Wherever a line in the data below holds "samples", copy that line.

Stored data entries
== == ==
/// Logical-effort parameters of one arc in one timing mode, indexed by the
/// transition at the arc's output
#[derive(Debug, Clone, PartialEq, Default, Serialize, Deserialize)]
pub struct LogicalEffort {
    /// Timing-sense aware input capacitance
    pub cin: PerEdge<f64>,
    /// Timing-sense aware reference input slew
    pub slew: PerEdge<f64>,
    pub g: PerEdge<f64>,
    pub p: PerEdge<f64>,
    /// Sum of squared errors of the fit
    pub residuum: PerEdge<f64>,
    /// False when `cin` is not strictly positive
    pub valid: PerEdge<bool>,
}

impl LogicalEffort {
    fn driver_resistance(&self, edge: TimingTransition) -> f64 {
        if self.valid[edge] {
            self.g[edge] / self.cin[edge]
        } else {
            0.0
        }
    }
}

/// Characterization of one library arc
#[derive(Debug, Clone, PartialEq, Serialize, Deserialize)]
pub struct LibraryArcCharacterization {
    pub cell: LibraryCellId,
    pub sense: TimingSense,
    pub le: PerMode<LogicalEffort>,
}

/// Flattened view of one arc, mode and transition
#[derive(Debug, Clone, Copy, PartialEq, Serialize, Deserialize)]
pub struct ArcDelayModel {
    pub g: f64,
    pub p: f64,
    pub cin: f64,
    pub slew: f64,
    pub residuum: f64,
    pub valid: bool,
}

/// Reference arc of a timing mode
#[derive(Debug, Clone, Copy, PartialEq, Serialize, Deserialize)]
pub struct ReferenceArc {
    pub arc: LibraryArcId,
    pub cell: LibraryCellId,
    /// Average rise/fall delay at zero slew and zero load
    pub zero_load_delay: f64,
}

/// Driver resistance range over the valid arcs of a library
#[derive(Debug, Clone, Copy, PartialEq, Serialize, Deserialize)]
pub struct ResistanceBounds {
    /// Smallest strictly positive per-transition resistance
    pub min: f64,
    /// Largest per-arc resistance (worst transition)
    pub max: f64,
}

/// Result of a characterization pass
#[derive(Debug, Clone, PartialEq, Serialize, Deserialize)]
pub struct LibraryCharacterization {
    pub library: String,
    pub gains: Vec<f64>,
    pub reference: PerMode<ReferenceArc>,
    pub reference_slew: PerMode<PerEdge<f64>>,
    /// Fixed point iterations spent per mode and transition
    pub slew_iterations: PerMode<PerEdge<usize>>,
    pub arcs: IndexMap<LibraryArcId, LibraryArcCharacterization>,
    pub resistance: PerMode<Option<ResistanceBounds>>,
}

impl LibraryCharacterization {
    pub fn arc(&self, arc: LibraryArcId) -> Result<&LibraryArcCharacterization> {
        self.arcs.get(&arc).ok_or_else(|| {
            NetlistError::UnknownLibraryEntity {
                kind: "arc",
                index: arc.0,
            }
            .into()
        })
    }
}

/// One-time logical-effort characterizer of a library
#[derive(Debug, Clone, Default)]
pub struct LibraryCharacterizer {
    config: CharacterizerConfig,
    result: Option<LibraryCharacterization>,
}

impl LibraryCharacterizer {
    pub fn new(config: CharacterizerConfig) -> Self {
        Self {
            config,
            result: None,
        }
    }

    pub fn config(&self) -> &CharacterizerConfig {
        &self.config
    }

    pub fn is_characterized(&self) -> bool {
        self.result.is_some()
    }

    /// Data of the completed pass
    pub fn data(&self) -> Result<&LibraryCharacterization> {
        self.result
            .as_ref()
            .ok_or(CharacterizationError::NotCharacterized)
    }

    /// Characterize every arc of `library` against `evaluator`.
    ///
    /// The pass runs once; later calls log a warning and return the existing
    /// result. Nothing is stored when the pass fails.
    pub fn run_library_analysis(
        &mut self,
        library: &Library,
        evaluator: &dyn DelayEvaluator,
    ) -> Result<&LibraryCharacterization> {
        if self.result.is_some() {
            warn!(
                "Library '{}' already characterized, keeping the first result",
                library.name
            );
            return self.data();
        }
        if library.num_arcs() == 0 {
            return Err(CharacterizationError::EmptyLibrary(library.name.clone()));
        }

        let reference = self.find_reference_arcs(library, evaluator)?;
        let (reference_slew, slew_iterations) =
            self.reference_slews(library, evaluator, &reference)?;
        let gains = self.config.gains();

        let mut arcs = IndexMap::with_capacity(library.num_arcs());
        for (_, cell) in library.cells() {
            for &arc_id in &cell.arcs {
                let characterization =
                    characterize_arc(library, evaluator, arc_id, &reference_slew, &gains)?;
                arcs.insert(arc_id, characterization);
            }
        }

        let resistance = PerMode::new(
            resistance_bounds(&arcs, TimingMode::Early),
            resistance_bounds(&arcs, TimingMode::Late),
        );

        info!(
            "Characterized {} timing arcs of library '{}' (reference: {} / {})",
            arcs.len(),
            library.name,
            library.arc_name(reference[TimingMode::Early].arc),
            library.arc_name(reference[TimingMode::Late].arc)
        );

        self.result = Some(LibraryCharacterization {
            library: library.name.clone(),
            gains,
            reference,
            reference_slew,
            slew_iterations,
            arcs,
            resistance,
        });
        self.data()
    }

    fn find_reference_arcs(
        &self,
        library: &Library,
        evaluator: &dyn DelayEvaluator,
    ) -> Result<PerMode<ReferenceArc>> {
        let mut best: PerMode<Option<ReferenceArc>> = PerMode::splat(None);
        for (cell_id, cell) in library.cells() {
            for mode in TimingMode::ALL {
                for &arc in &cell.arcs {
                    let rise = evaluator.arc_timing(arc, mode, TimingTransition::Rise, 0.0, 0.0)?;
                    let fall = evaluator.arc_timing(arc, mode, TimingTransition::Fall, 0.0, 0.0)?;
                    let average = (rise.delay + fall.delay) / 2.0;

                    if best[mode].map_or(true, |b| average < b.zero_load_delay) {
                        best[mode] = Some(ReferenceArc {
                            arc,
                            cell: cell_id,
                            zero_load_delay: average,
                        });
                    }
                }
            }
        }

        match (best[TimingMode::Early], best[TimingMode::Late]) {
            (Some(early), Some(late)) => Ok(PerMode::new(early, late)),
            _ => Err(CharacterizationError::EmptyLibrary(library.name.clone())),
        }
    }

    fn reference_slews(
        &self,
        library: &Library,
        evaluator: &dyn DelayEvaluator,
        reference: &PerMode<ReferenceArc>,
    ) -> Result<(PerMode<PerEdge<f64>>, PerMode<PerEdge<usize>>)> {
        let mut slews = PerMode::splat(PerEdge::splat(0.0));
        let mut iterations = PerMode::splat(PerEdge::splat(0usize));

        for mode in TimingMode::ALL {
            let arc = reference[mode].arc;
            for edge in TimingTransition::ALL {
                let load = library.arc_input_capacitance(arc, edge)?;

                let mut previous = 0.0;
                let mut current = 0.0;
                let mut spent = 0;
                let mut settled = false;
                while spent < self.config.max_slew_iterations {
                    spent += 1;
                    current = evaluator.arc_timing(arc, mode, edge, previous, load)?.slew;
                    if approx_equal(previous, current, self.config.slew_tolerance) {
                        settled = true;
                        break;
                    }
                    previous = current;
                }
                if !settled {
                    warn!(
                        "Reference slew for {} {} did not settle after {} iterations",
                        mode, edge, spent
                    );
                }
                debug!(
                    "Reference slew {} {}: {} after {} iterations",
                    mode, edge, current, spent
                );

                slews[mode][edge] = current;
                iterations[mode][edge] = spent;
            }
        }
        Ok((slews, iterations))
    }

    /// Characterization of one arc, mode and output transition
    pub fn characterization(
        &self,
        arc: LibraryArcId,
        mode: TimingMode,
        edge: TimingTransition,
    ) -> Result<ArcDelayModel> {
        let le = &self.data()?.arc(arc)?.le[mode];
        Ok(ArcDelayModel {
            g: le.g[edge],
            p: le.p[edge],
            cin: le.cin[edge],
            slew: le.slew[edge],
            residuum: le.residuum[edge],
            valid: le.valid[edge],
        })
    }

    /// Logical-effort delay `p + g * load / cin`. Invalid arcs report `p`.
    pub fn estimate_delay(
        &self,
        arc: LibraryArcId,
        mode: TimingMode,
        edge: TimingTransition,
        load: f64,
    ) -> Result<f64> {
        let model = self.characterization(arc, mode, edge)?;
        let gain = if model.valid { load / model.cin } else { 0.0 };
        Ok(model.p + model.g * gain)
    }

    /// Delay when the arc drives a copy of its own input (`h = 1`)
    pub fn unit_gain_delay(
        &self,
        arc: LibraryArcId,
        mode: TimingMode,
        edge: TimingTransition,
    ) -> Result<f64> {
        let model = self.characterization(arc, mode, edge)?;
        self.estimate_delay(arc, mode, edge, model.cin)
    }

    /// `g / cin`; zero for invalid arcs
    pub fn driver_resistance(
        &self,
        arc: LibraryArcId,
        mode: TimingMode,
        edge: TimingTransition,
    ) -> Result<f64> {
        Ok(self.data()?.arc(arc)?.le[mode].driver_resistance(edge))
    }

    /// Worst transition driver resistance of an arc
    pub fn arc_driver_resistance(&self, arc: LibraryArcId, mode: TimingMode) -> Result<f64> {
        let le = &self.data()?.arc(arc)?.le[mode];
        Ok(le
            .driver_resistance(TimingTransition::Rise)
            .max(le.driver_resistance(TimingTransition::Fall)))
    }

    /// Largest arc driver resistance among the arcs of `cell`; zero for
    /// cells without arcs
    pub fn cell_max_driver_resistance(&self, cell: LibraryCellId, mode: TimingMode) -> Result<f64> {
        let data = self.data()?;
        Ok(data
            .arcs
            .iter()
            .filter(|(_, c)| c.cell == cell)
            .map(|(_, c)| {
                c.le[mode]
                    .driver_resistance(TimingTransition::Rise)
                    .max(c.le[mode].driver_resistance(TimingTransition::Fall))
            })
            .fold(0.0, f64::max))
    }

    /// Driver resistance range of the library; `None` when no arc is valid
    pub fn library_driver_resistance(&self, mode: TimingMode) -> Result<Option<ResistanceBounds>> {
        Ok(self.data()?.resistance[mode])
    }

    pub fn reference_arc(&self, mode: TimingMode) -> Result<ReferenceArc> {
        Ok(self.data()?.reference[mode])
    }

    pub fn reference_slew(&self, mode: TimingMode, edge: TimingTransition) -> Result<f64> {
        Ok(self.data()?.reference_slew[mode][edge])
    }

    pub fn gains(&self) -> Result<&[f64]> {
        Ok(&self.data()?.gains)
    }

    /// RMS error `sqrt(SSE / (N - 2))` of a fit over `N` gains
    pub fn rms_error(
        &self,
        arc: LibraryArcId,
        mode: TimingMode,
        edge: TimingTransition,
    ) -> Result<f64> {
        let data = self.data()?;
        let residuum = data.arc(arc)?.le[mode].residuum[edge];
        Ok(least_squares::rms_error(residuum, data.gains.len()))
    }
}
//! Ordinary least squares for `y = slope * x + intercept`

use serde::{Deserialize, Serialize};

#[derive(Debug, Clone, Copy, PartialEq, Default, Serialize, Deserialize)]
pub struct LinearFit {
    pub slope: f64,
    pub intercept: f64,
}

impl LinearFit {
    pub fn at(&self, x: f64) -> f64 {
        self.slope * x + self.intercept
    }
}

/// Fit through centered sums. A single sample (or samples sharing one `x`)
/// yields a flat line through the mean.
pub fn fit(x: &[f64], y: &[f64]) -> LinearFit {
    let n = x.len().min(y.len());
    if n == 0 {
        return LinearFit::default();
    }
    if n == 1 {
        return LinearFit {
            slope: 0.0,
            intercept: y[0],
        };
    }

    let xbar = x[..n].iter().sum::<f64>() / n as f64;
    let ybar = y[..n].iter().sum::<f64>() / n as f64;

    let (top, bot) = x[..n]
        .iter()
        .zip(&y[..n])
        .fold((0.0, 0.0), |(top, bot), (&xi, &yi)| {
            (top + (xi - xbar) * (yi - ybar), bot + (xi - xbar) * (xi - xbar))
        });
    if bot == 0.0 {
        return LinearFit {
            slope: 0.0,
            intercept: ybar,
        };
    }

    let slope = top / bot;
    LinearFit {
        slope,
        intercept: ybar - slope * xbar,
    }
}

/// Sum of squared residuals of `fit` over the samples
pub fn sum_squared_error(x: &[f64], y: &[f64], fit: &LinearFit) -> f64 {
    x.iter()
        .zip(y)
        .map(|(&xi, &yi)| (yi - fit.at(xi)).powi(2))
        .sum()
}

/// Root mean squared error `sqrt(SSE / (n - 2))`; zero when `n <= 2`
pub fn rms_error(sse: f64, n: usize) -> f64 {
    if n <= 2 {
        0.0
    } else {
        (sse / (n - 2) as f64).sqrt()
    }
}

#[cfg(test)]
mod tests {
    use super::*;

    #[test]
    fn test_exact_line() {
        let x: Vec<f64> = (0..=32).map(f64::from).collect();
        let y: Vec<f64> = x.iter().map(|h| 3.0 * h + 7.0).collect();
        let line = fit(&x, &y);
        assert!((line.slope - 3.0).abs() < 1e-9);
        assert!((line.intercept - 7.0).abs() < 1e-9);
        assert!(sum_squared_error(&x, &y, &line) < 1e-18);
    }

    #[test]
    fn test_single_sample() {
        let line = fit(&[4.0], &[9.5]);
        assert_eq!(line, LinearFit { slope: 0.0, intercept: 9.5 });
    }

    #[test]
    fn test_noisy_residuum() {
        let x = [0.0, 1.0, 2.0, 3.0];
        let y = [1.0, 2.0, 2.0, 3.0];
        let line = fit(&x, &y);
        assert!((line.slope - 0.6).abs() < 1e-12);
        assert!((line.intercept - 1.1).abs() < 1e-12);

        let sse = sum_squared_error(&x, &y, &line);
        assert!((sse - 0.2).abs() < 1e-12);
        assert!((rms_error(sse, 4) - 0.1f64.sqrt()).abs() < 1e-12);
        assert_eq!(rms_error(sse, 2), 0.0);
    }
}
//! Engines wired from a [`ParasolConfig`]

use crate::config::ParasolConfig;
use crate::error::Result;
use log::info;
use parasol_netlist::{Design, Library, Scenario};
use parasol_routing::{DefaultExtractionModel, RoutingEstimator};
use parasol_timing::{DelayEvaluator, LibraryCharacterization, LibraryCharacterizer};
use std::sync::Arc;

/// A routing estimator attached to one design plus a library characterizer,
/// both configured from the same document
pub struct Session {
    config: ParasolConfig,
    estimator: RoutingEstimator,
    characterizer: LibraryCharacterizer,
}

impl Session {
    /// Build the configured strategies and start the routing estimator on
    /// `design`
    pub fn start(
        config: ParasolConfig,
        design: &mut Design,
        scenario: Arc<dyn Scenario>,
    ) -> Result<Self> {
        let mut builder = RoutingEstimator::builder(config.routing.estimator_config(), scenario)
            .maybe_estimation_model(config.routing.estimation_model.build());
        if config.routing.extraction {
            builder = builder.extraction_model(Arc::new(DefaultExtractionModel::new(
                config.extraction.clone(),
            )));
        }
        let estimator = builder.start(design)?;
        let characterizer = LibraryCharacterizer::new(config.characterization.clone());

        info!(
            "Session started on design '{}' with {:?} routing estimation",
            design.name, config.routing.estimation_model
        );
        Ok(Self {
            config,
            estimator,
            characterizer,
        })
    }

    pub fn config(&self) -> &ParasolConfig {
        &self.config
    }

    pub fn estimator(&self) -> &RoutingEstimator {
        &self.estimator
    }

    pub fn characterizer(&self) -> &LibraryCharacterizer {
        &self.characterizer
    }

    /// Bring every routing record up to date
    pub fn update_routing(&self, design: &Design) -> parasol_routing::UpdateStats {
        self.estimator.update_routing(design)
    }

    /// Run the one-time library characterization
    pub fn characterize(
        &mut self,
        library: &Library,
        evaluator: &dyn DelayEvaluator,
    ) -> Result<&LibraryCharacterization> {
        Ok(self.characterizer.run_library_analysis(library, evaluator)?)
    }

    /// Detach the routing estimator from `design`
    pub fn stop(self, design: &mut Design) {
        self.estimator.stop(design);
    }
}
== == ==
■ **RESULT FOR THIS TASK**:
/// Fit through centered sums. A single sample (or samples sharing one `x`)
/// Sum of squared residuals of `fit` over the samples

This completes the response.